Dilip Kumar Astik Independent AI Investment Risk Assessor

Questions Boards Commonly Ask

Boards are accountable for capital allocation under uncertainty—not technical elegance.

1. Is this a technical audit of the AI system?

No. This is an investment risk assessment, not a code or architecture review. The assessment examines whether capital committed to an AI initiative is justified based on problem formulation, evaluation discipline, governance structures, and decision clarity.

2. How is this different from hiring consultants?

Consultants are typically engaged to make the project succeed. This assessment answers a different question:

Should capital continue to be committed at all?

The role is independent of delivery timelines, implementation ownership, and vendor success.

3. Does this assessment decide Go / No-Go?

No. The assessment provides structured findings, risk classification, and evidence-based recommendations. Final decisions remain with the board and management.

4. What kinds of decisions does the assessment support?

  • Go / No-Go — before committing capital to an AI initiative
  • Continue / Stop — when an ongoing project shows ambiguous or stalled progress

5. What evidence is reviewed?

The assessment relies on existing artifacts: project documentation, evaluation reports, governance records, and interviews with technical and business stakeholders. No new system development is required.

6. How early can this be used?

As early as concept approval. Early assessments often prevent mis-scoped initiatives, unrealistic success criteria, and evaluation designs that mask risk.

Late assessments tend to be more decisive—but more costly.

7. What if the assessment recommends stopping?

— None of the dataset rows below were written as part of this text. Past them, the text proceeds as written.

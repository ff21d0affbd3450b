//! Calculation engine: power, Fibonacci and factorial.
//!
//! These are pure functions with no shared state, safe to call from any
//! number of tasks at once. Range checks live here as well as at the HTTP
//! boundary so the engine never produces a result for an input it does not
//! support.

use num_bigint::BigUint;
use num_traits::{One, Zero};

/// Largest supported Fibonacci position.
pub const FIBONACCI_MAX_N: i64 = 1000;

/// Largest supported factorial argument.
pub const FACTORIAL_MAX_N: i64 = 100;

/// Errors raised by the calculation engine.
#[derive(Debug, Clone, PartialEq, thiserror::Error)]
pub enum MathError {
    /// The operands do not produce a finite real number.
    #[error("Error calculating power: {0}")]
    InvalidOperand(String),

    /// An integer argument lies outside the supported range.
    #[error("{0}")]
    OutOfRange(String),
}

/// Compute `base^exponent`.
///
/// # Errors
/// Returns [`MathError::InvalidOperand`] when the result is NaN or infinite,
/// e.g. a negative base with a fractional exponent, zero raised to a negative
/// power, or overflow.
pub fn power(base: f64, exponent: f64) -> Result<f64, MathError> {
    let result = base.powf(exponent);

    if result.is_nan() {
        return Err(MathError::InvalidOperand(format!(
            "{}^{} is not a real number",
            base, exponent
        )));
    }
    if result.is_infinite() {
        let reason = if base == 0.0 && exponent < 0.0 {
            "zero cannot be raised to a negative power"
        } else {
            "result out of range"
        };
        return Err(MathError::InvalidOperand(format!(
            "{}^{}: {}",
            base, exponent, reason
        )));
    }

    Ok(result)
}

/// Compute the n-th Fibonacci number (`F(0) = 0`, `F(1) = 1`).
///
/// Iterative with two running terms; F(1000) has 209 digits.
///
/// # Errors
/// Returns [`MathError::OutOfRange`] if `n < 0` or `n > 1000`.
pub fn fibonacci(n: i64) -> Result<BigUint, MathError> {
    if n < 0 {
        return Err(MathError::OutOfRange(
            "Fibonacci position cannot be negative".to_string(),
        ));
    }
    if n > FIBONACCI_MAX_N {
        return Err(MathError::OutOfRange(format!(
            "Fibonacci position too large (max {})",
            FIBONACCI_MAX_N
        )));
    }

    let mut previous = BigUint::zero();
    let mut current = BigUint::one();
    if n == 0 {
        return Ok(previous);
    }

    for _ in 1..n {
        let next = &previous + &current;
        previous = std::mem::replace(&mut current, next);
    }

    Ok(current)
}

/// Compute `n!`.
///
/// # Errors
/// Returns [`MathError::OutOfRange`] if `n < 0` or `n > 100`.
pub fn factorial(n: i64) -> Result<BigUint, MathError> {
    if n < 0 {
        return Err(MathError::OutOfRange(
            "Factorial is not defined for negative numbers".to_string(),
        ));
    }
    if n > FACTORIAL_MAX_N {
        return Err(MathError::OutOfRange(format!(
            "Number too large for factorial calculation (max {})",
            FACTORIAL_MAX_N
        )));
    }

    let mut result = BigUint::one();
    for i in 2..=n as u64 {
        result *= i;
    }

    Ok(result)
}
//! Calculation storage.
//!
//! ```text
//! ┌──────────────────────────────────────────────────────┐
//! │  Request pipeline / HTTP handlers                    │
//! └───────────────────┬──────────────────────────────────┘
//!                     │
//! ┌───────────────────▼──────────────────────────────────┐
//! │  Service Layer (services.rs)                         │
//! │  - logging policy for storage calls                  │
//! └───────────────────┬──────────────────────────────────┘
//!                     │
//! ┌───────────────────▼──────────────────────────────────┐
//! │  Repository Traits (repository/)                     │
//! └───────────────────┬──────────────────────────────────┘
//!                     │
//!          ┌──────────┴──────────┐
//!          ▼                     ▼
//!   SqliteRepository      LocalRepository
//!   (Diesel + r2d2)       (in-memory)
//! ```
//!
//! The binary builds one repository through [`RepositoryFactory`] and passes
//! the resulting `Arc<dyn FullRepository>` down explicitly.

#[cfg(not(any(feature = "sqlite-repo", feature = "local-repo")))]
compile_error!("Enable at least one repository backend feature.");

pub mod factory;
pub mod repo_config;
pub mod repositories;
pub mod repository;
pub mod services;

pub use factory::{RepositoryBuilder, RepositoryFactory, RepositoryType};
pub use repo_config::RepositoryConfig;
#[cfg(feature = "local-repo")]
pub use repositories::LocalRepository;
#[cfg(feature = "sqlite-repo")]
pub use repositories::{SqliteConfig, SqliteRepository};
pub use repository::{
    CalculationRepository, ErrorContext, FullRepository, RepositoryError, RepositoryResult,
    StatisticsRepository,
};
//! Search result types.
//!
//! The export endpoint returns a single array mixing several unrelated entity
//! shapes. Each element carries a `result_type` discriminator naming its shape,
//! and the set of shapes is closed: [`ResultKind`] lists every one this client
//! understands. An element with any other tag fails the decode of the whole
//! page instead of being skipped.

pub mod export;

pub use export::{
    SearchExport, SearchExportMeta, SearchExportOptions, SearchExportOutput, SearchExportResponse,
};

use std::fmt;
use std::ops::Deref;

use deskline_common::error::DecodeError;
use deskline_common::types::union::{TaggedUnion, decode_fragments, peek_discriminator};
use serde::de::Error as _;
use serde::{Deserialize, Deserializer, Serialize};
use serde_json::value::RawValue;

use crate::models::{Group, Organization, Ticket, Topic, User};

/// Name of the discriminator field on search results
pub const RESULT_TYPE: &str = "result_type";

const RESULT_TYPES: &[&str] = &["group", "ticket", "user", "organization", "topic"];

/// The entity shapes a search result can take
#[derive(Debug, Clone, Copy, PartialEq, Eq, Hash)]
pub enum ResultKind {
    /// `group`
    Group,
    /// `ticket`
    Ticket,
    /// `user`
    User,
    /// `organization`
    Organization,
    /// `topic`
    Topic,
}

impl ResultKind {
    /// Every supported kind, in registry order.
    pub const ALL: [ResultKind; 5] = [
        ResultKind::Group,
        ResultKind::Ticket,
        ResultKind::User,
        ResultKind::Organization,
        ResultKind::Topic,
    ];

    /// The wire tag for this kind
    pub const fn as_str(self) -> &'static str {
        match self {
            Self::Group => "group",
            Self::Ticket => "ticket",
            Self::User => "user",
            Self::Organization => "organization",
            Self::Topic => "topic",
        }
    }

    /// Look up the kind for a discriminator value.
    ///
    /// Matching is exact and case-sensitive.
    pub fn resolve(tag: &str) -> Option<Self> {
        match tag {
            "group" => Some(Self::Group),
            "ticket" => Some(Self::Ticket),
            "user" => Some(Self::User),
            "organization" => Some(Self::Organization),
            "topic" => Some(Self::Topic),
            _ => None,
        }
    }

    /// Decode a raw result object as this kind.
    pub fn decode(self, fragment: &RawValue) -> Result<SearchExportResult, serde_json::Error> {
        let json = fragment.get();
        Ok(match self {
            Self::Group => SearchExportResult::Group(serde_json::from_str(json)?),
            Self::Ticket => SearchExportResult::Ticket(serde_json::from_str(json)?),
            Self::User => SearchExportResult::User(serde_json::from_str(json)?),
            Self::Organization => SearchExportResult::Organization(serde_json::from_str(json)?),
            Self::Topic => SearchExportResult::Topic(serde_json::from_str(json)?),
        })
    }
}

impl AsRef<str> for ResultKind {
    fn as_ref(&self) -> &str {
        self.as_str()
    }
}

impl fmt::Display for ResultKind {
    fn fmt(&self, f: &mut fmt::Formatter<'_>) -> fmt::Result {
        f.write_str(self.as_str())
    }
}

/// One search result, exactly one of the supported entity shapes.
///
/// Serializes as the entity's own fields plus the `result_type` tag.
#[derive(Serialize, Debug, Clone, PartialEq)]
#[serde(tag = "result_type", rename_all = "snake_case")]
pub enum SearchExportResult {
    /// An agent group
    Group(Group),
    /// A support ticket
    Ticket(Ticket),
    /// An end user or agent
    User(User),
    /// A customer organization
    Organization(Organization),
    /// A community topic
    Topic(Topic),
}

impl SearchExportResult {
    /// Which shape this result has
    pub fn kind(&self) -> ResultKind {
        match self {
            Self::Group(_) => ResultKind::Group,
            Self::Ticket(_) => ResultKind::Ticket,
            Self::User(_) => ResultKind::User,
            Self::Organization(_) => ResultKind::Organization,
            Self::Topic(_) => ResultKind::Topic,
        }
    }

    /// Id of the underlying entity. Ids are only unique within a kind.
    pub fn id(&self) -> i64 {
        match self {
            Self::Group(g) => g.id,
            Self::Ticket(t) => t.id,
            Self::User(u) => u.id,
            Self::Organization(o) => o.id,
            Self::Topic(t) => t.id,
        }
    }

    /// The group, if this result is one
    pub fn as_group(&self) -> Option<&Group> {
        match self {
            Self::Group(g) => Some(g),
            _ => None,
        }
    }

    /// The ticket, if this result is one
    pub fn as_ticket(&self) -> Option<&Ticket> {
        match self {
            Self::Ticket(t) => Some(t),
            _ => None,
        }
    }

    /// The user, if this result is one
    pub fn as_user(&self) -> Option<&User> {
        match self {
            Self::User(u) => Some(u),
            _ => None,
        }
    }

    /// The organization, if this result is one
    pub fn as_organization(&self) -> Option<&Organization> {
        match self {
            Self::Organization(o) => Some(o),
            _ => None,
        }
    }

    /// The topic, if this result is one
    pub fn as_topic(&self) -> Option<&Topic> {
        match self {
            Self::Topic(t) => Some(t),
            _ => None,
        }
    }
}

impl TaggedUnion for SearchExportResult {
    const DISCRIMINATOR: &'static str = RESULT_TYPE;
    type Kind = ResultKind;

    fn resolve(tag: &str) -> Option<ResultKind> {
        ResultKind::resolve(tag)
    }

    fn decode_kind(kind: ResultKind, fragment: &RawValue) -> Result<Self, serde_json::Error> {
        kind.decode(fragment)
    }
}

/// Decodes one standalone result object.
///
/// Errors here know nothing of the element's position. Decode whole pages
/// through [`SearchExportResults`] to get indexed [`DecodeError`]s.
impl<'de> Deserialize<'de> for SearchExportResult {
    fn deserialize<D: Deserializer<'de>>(deserializer: D) -> Result<Self, D::Error> {
        let fragment = Box::<RawValue>::deserialize(deserializer)?;
        let tag = peek_discriminator(&fragment, RESULT_TYPE)
            .ok_or_else(|| D::Error::custom("missing or non-string `result_type`"))?;
        let kind =
            ResultKind::resolve(&tag).ok_or_else(|| D::Error::unknown_variant(&tag, RESULT_TYPES))?;
        kind.decode(&fragment)
            .map_err(|e| D::Error::custom(format!("invalid `{kind}` result: {e}")))
    }
}

macro_rules! impl_from_entity {
    ($($variant:ident),+ $(,)?) => {
        $(
            impl From<$variant> for SearchExportResult {
                fn from(value: $variant) -> Self {
                    Self::$variant(value)
                }
            }
        )+
    };
}

impl_from_entity!(Group, Ticket, User, Organization, Topic);

/// Ordered results of one export page.
///
/// Order matches the server's array exactly.
#[derive(Serialize, Debug, Clone, Default, PartialEq)]
#[serde(transparent)]
pub struct SearchExportResults(Vec<SearchExportResult>);

impl SearchExportResults {
    /// Wrap results that are already in page order.
    pub fn new(results: Vec<SearchExportResult>) -> Self {
        Self(results)
    }

    /// Decode raw result fragments in order. The first bad element fails the whole page.
    pub fn decode(fragments: &[&RawValue]) -> Result<Self, DecodeError> {
        decode_fragments(fragments.iter().copied()).map(Self)
    }

    /// Borrow the results
    pub fn as_slice(&self) -> &[SearchExportResult] {
        &self.0
    }

    /// Unwrap into the underlying vector
    pub fn into_vec(self) -> Vec<SearchExportResult> {
        self.0
    }

    /// Results of one kind, in page order.
    pub fn of_kind(&self, kind: ResultKind) -> impl Iterator<Item = &SearchExportResult> {
        self.0.iter().filter(move |r| r.kind() == kind)
    }
}

impl Deref for SearchExportResults {
    type Target = [SearchExportResult];

    fn deref(&self) -> &Self::Target {
        &self.0
    }
}

impl From<Vec<SearchExportResult>> for SearchExportResults {
    fn from(results: Vec<SearchExportResult>) -> Self {
        Self(results)
    }
}

impl FromIterator<SearchExportResult> for SearchExportResults {
    fn from_iter<I: IntoIterator<Item = SearchExportResult>>(iter: I) -> Self {
        Self(iter.into_iter().collect())
    }
}

impl IntoIterator for SearchExportResults {
    type Item = SearchExportResult;
    type IntoIter = std::vec::IntoIter<SearchExportResult>;

    fn into_iter(self) -> Self::IntoIter {
        self.0.into_iter()
    }
}

impl<'a> IntoIterator for &'a SearchExportResults {
    type Item = &'a SearchExportResult;
    type IntoIter = std::slice::Iter<'a, SearchExportResult>;

    fn into_iter(self) -> Self::IntoIter {
        self.0.iter()
    }
}

impl<'de> Deserialize<'de> for SearchExportResults {
    fn deserialize<D: Deserializer<'de>>(deserializer: D) -> Result<Self, D::Error> {
        let fragments = Vec::<Box<RawValue>>::deserialize(deserializer)?;
        decode_fragments(fragments)
            .map(Self)
            .map_err(serde::de::Error::custom)
    }
}

impl fmt::Display for SearchExportResults {
    fn fmt(&self, f: &mut fmt::Formatter<'_>) -> fmt::Result {
        for (i, result) in self.0.iter().enumerate() {
            if i > 0 {
                f.write_str("\n")?;
            }
            write!(f, "{} {}", result.kind(), result.id())?;
        }
        Ok(())
    }
}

A Stop recommendation is not a failure judgment. It signals that the current approach is not economically viable, and that continued capital deployment increases risk without commensurate learning. Stop decisions often preserve capital and enable reframing under clearer assumptions.

8. How is independence maintained?

  • No implementation services
  • No performance incentives
  • No success-based fees
  • No downstream delivery roles

The assessment concludes with recommendations only—execution remains separate.

9. Can this apply outside financial markets?

Yes. The core elements address universal AI investment risks: problem formulation, evaluation validity, governance clarity, and incentive alignment. The framework stands on mechanisms, not domain-specific anecdotes.

10. How does one case study support a broader framework?

The framework derives from failure patterns repeatedly observed across seven system versions in an adversarial environment with strict capital constraints.

These mechanisms—misaligned incentives, invalid metrics, weak termination criteria—recur across AI initiatives regardless of industry.

11. How long does an assessment take?

Most assessments complete within a few weeks, depending on project complexity and documentation maturity. The objective is decision clarity, not extended engagement.

12. What does the board receive?

A structured report covering identified risk patterns, evidence gaps, governance concerns, and decision-ready recommendations—designed to support board-level discussion, not technical debate.

13. Is this relevant if the project seems to be progressing?

Yes. Many AI initiatives show surface-level progress while accumulating hidden risks. The assessment examines whether progress reflects real learning and whether continued investment remains justified.

14. One-time or ongoing?

Both are possible. Boards often engage once for a major Go / No-Go decision, then again when a Continue / Stop inflection point arises. The framework is designed for decision moments, not continuous oversight.


This assessment supports capital stewardship—systematically, independently, and transparently.